Additionally, Glass highlighted “affiliate networks,” non-marketplace networks that “don’t seek to own the transaction or own the customer data” as opportunities to “remove friction from the customer searching for a restaurant and transacting.” These networks, which intersect with consumers’ daily routines — Glass cited Google Maps and Sirius XM — provide opportunities for contextual commerce, marketing restaurants to consumers at moments in their day when they may be looking for a meal.

Olo’s network model, Glass pointed out, has been successful for SaaS giants such as Salesforce and Shopify.

“We don’t have to reinvent the wheel,” he said. “We can just learn from the masters of a big SaaS ecosystem and ultimately keep our customer in our heart … What are the things that are going to add value to their ability to meet the needs of the on-demand consumer? And with that as our mantra, [we can] grow from here.”

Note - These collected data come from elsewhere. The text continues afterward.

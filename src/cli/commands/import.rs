use crate::cli::commands::{commit, open_workspace};
use crate::cli::parser::Commands;
use crate::config::Config;
use crate::core::events::{self, EventImport};
use crate::core::identity::NameIndex;
use crate::core::records::{self, RecordImport};
use crate::core::roster::{self, RosterImport, RosterMerge};
use crate::core::workspace::Workspace;
use crate::errors::AppResult;
use crate::models::Collection;
use crate::ui::messages::{counter, header, info, success, warning};
use crate::utils::date::reference_date;
use std::fs;
use std::io::{self, Read};

fn read_input(file: Option<&str>) -> AppResult<String> {
    match file {
        Some(path) => Ok(fs::read_to_string(path)?),
        None => {
            let mut buf = String::new();
            io::stdin().read_to_string(&mut buf)?;
            Ok(buf)
        }
    }
}

pub fn handle(cmd: &Commands, cfg: &Config) -> AppResult<()> {
    if let Commands::Import {
        what,
        file,
        reference_date: reference_arg,
        dry_run,
    } = cmd
    {
        let text = read_input(file.as_deref())?;
        let reference = reference_date(reference_arg.as_deref())?;
        let delimiter = cfg.delimiter_char()?;
        let (mut store, mut ws) = open_workspace(cfg)?;

        let message = match what {
            Collection::Roster => {
                let parsed = roster::parse_roster(&text, delimiter);
                let merge = roster::merge_roster(&ws.roster, parsed.members.clone());
                print_roster_summary(&parsed, &merge);
                let msg = format!(
                    "roster: {} added, {} updated, {} unchanged",
                    merge.added, merge.updated, merge.unchanged
                );
                ws.roster = merge.merged;
                msg
            }
            Collection::Events => {
                let names = NameIndex::build(&ws.roster, &ws.name_resolutions);
                let parsed = events::parse_events(&text, reference, &names);
                let (merged, added) = events::merge_events(&ws.events, parsed.events.clone());
                print_event_summary(&parsed, added, &ws);
                ws.events = merged;
                format!("events: {} parsed, {} added", parsed.events.len(), added)
            }
            Collection::Records => {
                let parsed = records::parse_records(&text, reference, delimiter);
                let (merged, added) = records::merge_records(&ws.records, parsed.records.clone());
                print_record_summary(&parsed, added);
                ws.records = merged;
                format!(
                    "records: {} parsed, {} added, {} errors",
                    parsed.records.len(),
                    added,
                    parsed.errors.len()
                )
            }
        };

        if *dry_run {
            info("Dry run: nothing saved.");
            return Ok(());
        }

        commit(&mut store, &ws, "import", what.as_str(), &message)?;
        success(format!("Saved {}", message));
    }
    Ok(())
}

fn print_roster_summary(parsed: &RosterImport, merge: &RosterMerge) {
    header("Roster import");
    counter("rows", parsed.total_rows);
    counter("parsed", parsed.parsed_rows);
    counter("skipped", parsed.skipped_rows);
    counter("added", merge.added);
    counter("updated", merge.updated);
    counter("unchanged", merge.unchanged);
    if parsed.headers.is_empty() {
        info("No header row detected, columns read by position.");
    }
    if !parsed.custom_headers.is_empty() {
        info(format!(
            "Extra columns kept: {}",
            parsed.custom_headers.join(", ")
        ));
    }
}

fn print_event_summary(parsed: &EventImport, added: usize, ws: &Workspace) {
    header("Schedule import");
    counter("events", parsed.events.len());
    counter("added", added);
    counter("duplicate", parsed.events.len() - added);

    if !parsed.unknown_names.is_empty() {
        warning(format!(
            "Not on the roster: {}",
            parsed.unknown_names.join(", ")
        ));
    }

    for amb in &parsed.ambiguous {
        warning(format!(
            "'{}' matches {} roster members; pick one with `identify --name {} --key <KEY>`:",
            amb.name,
            amb.candidates.len(),
            amb.name
        ));
        for key in &amb.candidates {
            let detail = ws
                .roster
                .iter()
                .find(|m| &m.key == key)
                .map(|m| format!("{} / {} / {}", m.department, m.group, m.part))
                .unwrap_or_default();
            println!("    {key}  {detail}");
        }
    }
}

fn print_record_summary(parsed: &RecordImport, added: usize) {
    header("Trip record import");
    counter("records", parsed.records.len());
    counter("added", added);
    counter("errors", parsed.errors.len());
    counter("columns", parsed.max_columns);
    if parsed.headers.is_none() {
        info("No header row detected, columns read by position.");
    }
    for e in &parsed.errors {
        warning(e);
    }
}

Reflecting On A Tough Year

It hasn’t been an easy road for Olo. Glass described his reaction amid the first round of pandemic-related lockdowns, at which time he posed this question to his team: “What does the industry need from us now?”

From there, the company built out its curbside pickup options and its delivery capabilities, while also adapting on-premise dining options for restaurants looking to provide outdoor table service with contact-free features like QR code ordering.

One example of a successful pandemic-conscious restaurant solution powered by Olo, Glass cited, is MrBeast Burger, a virtual, delivery-only restaurant created by restaurant magnate Robert Earl in partnership with YouTube celebrity MrBeast.

“MrBeast Burger was this phenomenon,” Glass said. “It was through our partnership with Robert Earl and his restaurant portfolio. He said, ‘I’m doing this thing, virtual additional concepts. There’s a celebrity angle to it. I know you’ve never heard of him, but I’ll tell you, Mr. Beast is a big deal, 80 million followers, and we’re going to launch Mr. Beast burger on top of your platform, and we’re going to do it across 200 of our kitchens.’”

Olo was not expecting this to be a great success. Glass recalled, “We had just really low expectations — there were just no expectations for it. It was one of those things where, like, maybe this will be [an] interesting story at some point.”

The MrBeast Burger app became the No. 1 app on Apple’s App Store for a time, and the restaurant has processed over 1 million orders, all of which have come through Olo. In Glass’s summation, “It was just an incredible thing to witness.”